Up to 2012 the government will set itself a target to have implemented the National Program for Drinking Water Supply and People-based Sanitation (Pamsimas) at 5,500 villages in 110 districts and 15 provinces across the country.
It is because the country is still facing sanitation problems because around 70 million of its population are still living without proper toilets that will lead to the outbreak of diseases and serious economic losses.
Therefore the Public Works Ministry`s Human Settlement (Cipta Karya) Director General Budi Yuwono said in Jakarta recently that the Pamsimas program would be expanded to other villages in other regions.
Budi said that after 2012, the Pamsimas program would be continued to the second stage from 2013 to 2017 with an objective to improve access to drinking water and sanitation services for the poor communities in rural and suburban areas.
In an effort to reduce the sanitation problem, the United States Agency for International Development (USAID) launched the "High 5" Kelurahan Project at Tegalsari and Sawahan sub-districts in Surabaya, East Java, on December 22, 2011.
Managed by the Cipta Cara Padu Foundation (CCP), the "High 5" Kelurahan project will improve hygiene and sanitation practices at the household and community levels in urban areas in Indonesia with high diarrhea prevalence.
CCP spokesperson Ratih Astati Dewi said in Surabaya on Thursday that the project would contribute to the achievement of the national sanitation campaign and citywide sanitation strategies in three cities namely Surabaya in East Java, Medan in North Sumatra, and Makassar in South Sulawesi.
High Five will benefit about 12,000 households or 48,000 people; 12,000 of whom are children under the age of five.
The project has three main components to be implemented, first is to generate demand for improved water and sanitation facilities in select sites through community mobilization, public-private partnerships and communications campaigns.
Second is to increase visibility of urban water and sanitation issues through engaging media, and the third is to work to ameliorate inefficiencies and streamline the cities? solid waste collection systems.

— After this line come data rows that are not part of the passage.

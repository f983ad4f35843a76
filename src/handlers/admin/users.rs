use axum::{
    extract::{Extension, State},
    http::HeaderMap,
};

use super::audit;
use crate::db::{AppState, queries};
use crate::error::{AppError, OptionExt, Result, msg};
use crate::extractors::{Json, Path, Query};
use crate::middleware::AuthContext;
use crate::models::{AuditAction, UpdateUserRole, User, UserListQuery, UserRole};
use crate::pagination::{Paginated, PaginationQuery};

pub async fn list_users(
    State(state): State<AppState>,
    Query(query): Query<UserListQuery>,
) -> Result<Json<Paginated<User>>> {
    let page = PaginationQuery {
        limit: query.limit,
        offset: query.offset,
    };
    let conn = state.db.get()?;
    let (users, total) = queries::list_users_paginated(&conn, query.role, page.limit(), page.offset())?;
    Ok(Json(Paginated::from_query(users, total, &page)))
}

/// Change a user's role. The last remaining admin cannot be demoted.
pub async fn update_user_role(
    State(state): State<AppState>,
    Extension(ctx): Extension<AuthContext>,
    headers: HeaderMap,
    Path(id): Path<String>,
    Json(input): Json<UpdateUserRole>,
) -> Result<Json<User>> {
    let conn = state.db.get()?;
    let existing = queries::get_user_by_id(&conn, &id)?.or_not_found(msg::USER_NOT_FOUND)?;

    if existing.role == UserRole::Admin
        && input.role != UserRole::Admin
        && queries::count_admins(&conn)? <= 1
    {
        return Err(AppError::Conflict("Cannot demote the last admin".into()));
    }

    let user = queries::set_user_role(&conn, &id, input.role)?.or_not_found(msg::USER_NOT_FOUND)?;

    audit(&state, &headers, &ctx, AuditAction::UpdateUserRole, "user", &id, Some(serde_json::json!({
        "email": user.email,
        "from": existing.role.as_ref(),
        "to": user.role.as_ref(),
    })))?;

    Ok(Json(user))
}
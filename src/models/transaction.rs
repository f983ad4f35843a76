use serde::{Deserialize, Serialize};

use crate::payments::PaymentProvider;

/// A money movement tied to a purchase. Refunds carry negative amounts and
/// point at the purchase transaction they reverse.
#[derive(Debug, Clone, Serialize, Deserialize)]
pub struct Transaction {
    pub id: String,
    pub purchase_id: String,
    pub user_id: String,

    pub provider: PaymentProvider,
    pub provider_payment_id: Option<String>,

    // Amounts (cents)
    pub currency: String,
    pub subtotal_cents: i64,
    pub discount_cents: i64,
    pub total_cents: i64,

    pub coupon_code: Option<String>,

    pub transaction_type: TransactionType,
    pub parent_transaction_id: Option<String>,
    pub created_at: i64,
}

/// Data required to create a new transaction
#[derive(Debug, Clone)]
pub struct CreateTransaction {
    pub purchase_id: String,
    pub user_id: String,
    pub provider: PaymentProvider,
    pub provider_payment_id: Option<String>,
    pub currency: String,
    pub subtotal_cents: i64,
    pub discount_cents: i64,
    pub total_cents: i64,
    pub coupon_code: Option<String>,
    pub transaction_type: TransactionType,
    pub parent_transaction_id: Option<String>,
}

#[derive(Debug, Clone, Copy, PartialEq, Eq, Serialize, Deserialize)]
#[serde(rename_all = "snake_case")]
pub enum TransactionType {
    Purchase,
    Refund,
}

impl TransactionType {
    pub fn as_str(&self) -> &'static str {
        match self {
            Self::Purchase => "purchase",
            Self::Refund => "refund",
        }
    }

    pub fn from_str(s: &str) -> Option<Self> {
        match s {
            "purchase" => Some(Self::Purchase),
            "refund" => Some(Self::Refund),
            _ => None,
        }
    }
}

impl std::fmt::Display for TransactionType {
    fn fmt(&self, f: &mut std::fmt::Formatter<'_>) -> std::fmt::Result {
        write!(f, "{}", self.as_str())
    }
}
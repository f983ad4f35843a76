use axum::{
    extract::{Extension, State},
    http::HeaderMap,
};

use crate::db::{AppState, queries};
use crate::error::{OptionExt, Result, msg};
use crate::extractors::Json;
use crate::middleware::AuthContext;
use crate::models::{AuditAction, UpdateUser, User};
use crate::util::AuditLogBuilder;

pub async fn get_me(Extension(ctx): Extension<AuthContext>) -> Json<User> {
    Json(ctx.user)
}

pub async fn update_me(
    State(state): State<AppState>,
    Extension(ctx): Extension<AuthContext>,
    headers: HeaderMap,
    Json(input): Json<UpdateUser>,
) -> Result<Json<User>> {
    input.validate()?;
    let conn = state.db.get()?;
    let user = queries::update_user(&conn, ctx.user_id(), &input)?.or_not_found(msg::USER_NOT_FOUND)?;

    let audit_conn = state.audit.get()?;
    AuditLogBuilder::new(&audit_conn, state.audit_log_enabled, &headers)
        .user(&ctx.user)
        .action(AuditAction::UpdateProfile)
        .resource("user", &user.id)
        .details(&serde_json::json!({ "name": input.name }))
        .save()?;

    Ok(Json(user))
}
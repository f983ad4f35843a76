use axum::extract::State;

use crate::db::{AppState, queries};
use crate::error::Result;
use crate::extractors::{Json, Query};
use crate::models::{
    AuditLogQuery, AuditLogResponse, CouponReportRow, CourseReportRow, ReportRange, SalesReport,
};
use crate::pagination::Paginated;

pub async fn sales_report(
    State(state): State<AppState>,
    Query(range): Query<ReportRange>,
) -> Result<Json<SalesReport>> {
    let conn = state.db.get()?;
    Ok(Json(queries::sales_report(&conn, &range)?))
}

pub async fn course_report(State(state): State<AppState>) -> Result<Json<Vec<CourseReportRow>>> {
    let conn = state.db.get()?;
    Ok(Json(queries::course_report(&conn)?))
}

pub async fn coupon_report(State(state): State<AppState>) -> Result<Json<Vec<CouponReportRow>>> {
    let conn = state.db.get()?;
    Ok(Json(queries::coupon_report(&conn)?))
}

pub async fn query_audit_logs(
    State(state): State<AppState>,
    Query(query): Query<AuditLogQuery>,
) -> Result<Json<Paginated<AuditLogResponse>>> {
    let conn = state.audit.get()?;
    let (logs, total) = queries::query_audit_logs(&conn, &query)?;
    let logs = logs.into_iter().map(AuditLogResponse::from).collect();
    Ok(Json(Paginated::new(logs, total, query.limit(), query.offset())))
}

/// Plain-text audit trail, one formatted line per entry.
pub async fn query_audit_logs_text(
    State(state): State<AppState>,
    Query(query): Query<AuditLogQuery>,
) -> Result<String> {
    let conn = state.audit.get()?;
    let (logs, _) = queries::query_audit_logs(&conn, &query)?;
    Ok(logs
        .iter()
        .map(|log| log.formatted())
        .collect::<Vec<_>>()
        .join("\n"))
}
use crate::api::{ApiClient, ClientOptions};
use crate::config::PortalConfig;
use crate::polling::Credentials;
use secrecy::{ExposeSecret, SecretString};

/// Connection settings shared by every action.
#[derive(Clone)]
pub struct GlobalArgs {
    pub config: PortalConfig,
    pub token: Option<SecretString>,
    pub org_id: Option<String>,
    pub dev_login_key: Option<SecretString>,
}

impl GlobalArgs {
    #[must_use]
    pub fn new(config: PortalConfig) -> Self {
        Self {
            config,
            token: None,
            org_id: None,
            dev_login_key: None,
        }
    }

    pub fn set_token(&mut self, token: SecretString) {
        self.token = Some(token);
    }

    #[must_use]
    pub fn client_options(&self) -> ClientOptions {
        ClientOptions {
            token: self.token.clone(),
            org_id: self.org_id.clone(),
            dev_login_key: self.dev_login_key.clone(),
            custom_headers: Vec::new(),
        }
    }

    /// Client for the API gateway.
    #[must_use]
    pub fn gateway_client(&self) -> ApiClient {
        ApiClient::new(&self.config.api_base_url, self.client_options())
    }

    /// Client for routes served by the portal itself.
    #[must_use]
    pub fn portal_client(&self) -> ApiClient {
        ApiClient::new(&self.config.portal_base_url, self.client_options())
    }

    #[must_use]
    pub fn credentials(&self) -> Credentials {
        Credentials::new(
            self.token.as_ref().map(ExposeSecret::expose_secret),
            self.org_id.as_deref(),
        )
        .with_dev_login_key(self.dev_login_key.clone())
    }
}

impl std::fmt::Debug for GlobalArgs {
    fn fmt(&self, f: &mut std::fmt::Formatter<'_>) -> std::fmt::Result {
        f.debug_struct("GlobalArgs")
            .field("config", &self.config)
            .field("token", &self.token.as_ref().map(|_| "***"))
            .field("org_id", &self.org_id)
            .field("dev_login_key", &self.dev_login_key.as_ref().map(|_| "***"))
            .finish()
    }
}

The project team plans to undertake formative and baseline research before the end of 2011 and will roll out communications activities from early 2012.
Responding to the launch of USAID-funded High 5 project at Tegalsari and Sawahan sub-districts, Surabaya Deputy Mayor Bambang DH said he positively welcomed it because the project was in line with the program of Surabaya city administration.
"I positively welcome the presence of High 5 project in Surabaya to improved water and sanitation facilities in the two sub-districts," Bambang said.
Lack of sanitation facilities and poor awareness of proper management of domestic waste-water, and the discharge of untreated waste into water systems is one of the most common sanitation problems in Indonesia.
"Indonesia is one of many countries around the world with sanitation problem that causes many types of disease and death," environment office director of the AUSAID Indonesia, Alfred Nakatsuma, said in October this year.
According to him, about one billion people around the world are still without toilets and 81 percent of whom happened in India, Indonesia, China, Ethiopia, Pakistan, Nigeria, Sudan, Nepal, Brazil, Niger, and Bangladesh.
"Therefore, water construction and sanitation require government planning and public support. In addition, the people have to be able to make changes for themselves and their environment," he noted.
He pointed out that 94 percent of diarrhea epidemic was caused by bad sanitation and consumption of contaminated water.
Contaminating the water sources also has an indirect affect on health by exposing foods, such as vegetables and fish, to the pathogens present in contaminated water.
According to him, contaminated wells are another sanitation problem in Indonesia.
In areas that rely on hand dug wells, the typically shallow depth of the wells often allows for contamination from the groundwater.
Overcrowded living conditions and the improper disposal of waste can also contribute to contaminated groundwater.
Therefore Nakatsuma said USAID has announced a new activity called the USAID Indonesia Urban Water, Sanitation and Hygiene (USAID IUWASH) Project to build on over 10 years of collaborative assistance with the government of Indonesia in safe water and sanitation.
IUWASH is a five-year, US$33.7 million effort that will expand access to water and sanitation services to Indonesia`s urban poor, currently those people with the most limited access to these services.
The project will promote the goals of the U.S.-Indonesia Comprehensive Partnership by improving urban water and sanitation services thereby strengthening individual health.
The Comprehensive Partnership advances cooperation in a wide range of issues to sustain the environment, promote prosperity, strengthen democracy, enhance understanding and ensure security.
He said the IUWASH project would also contribute to achieving safe water and sanitation targets that the Government of Indonesia has set as part of the 2015 Millennium Development Goals of
providing drinking water services to nearly 60 million Indonesians and sanitation services to 35 million.
Meanwhile, Public Housing Ministry`s bureau chief of planning and budgeting, Oswar Mungkasa, said diarrhea could occur when the stomach was infected by microbes from feces.
"Besides diarrhea, other diseases such as typhoid fever, hepatitis-A, and polio, are still haunting the people with unhealthy behaviors," Mungkasa said.
Therefore he noted that a solution to sanitation program should be on top of both government and public priority.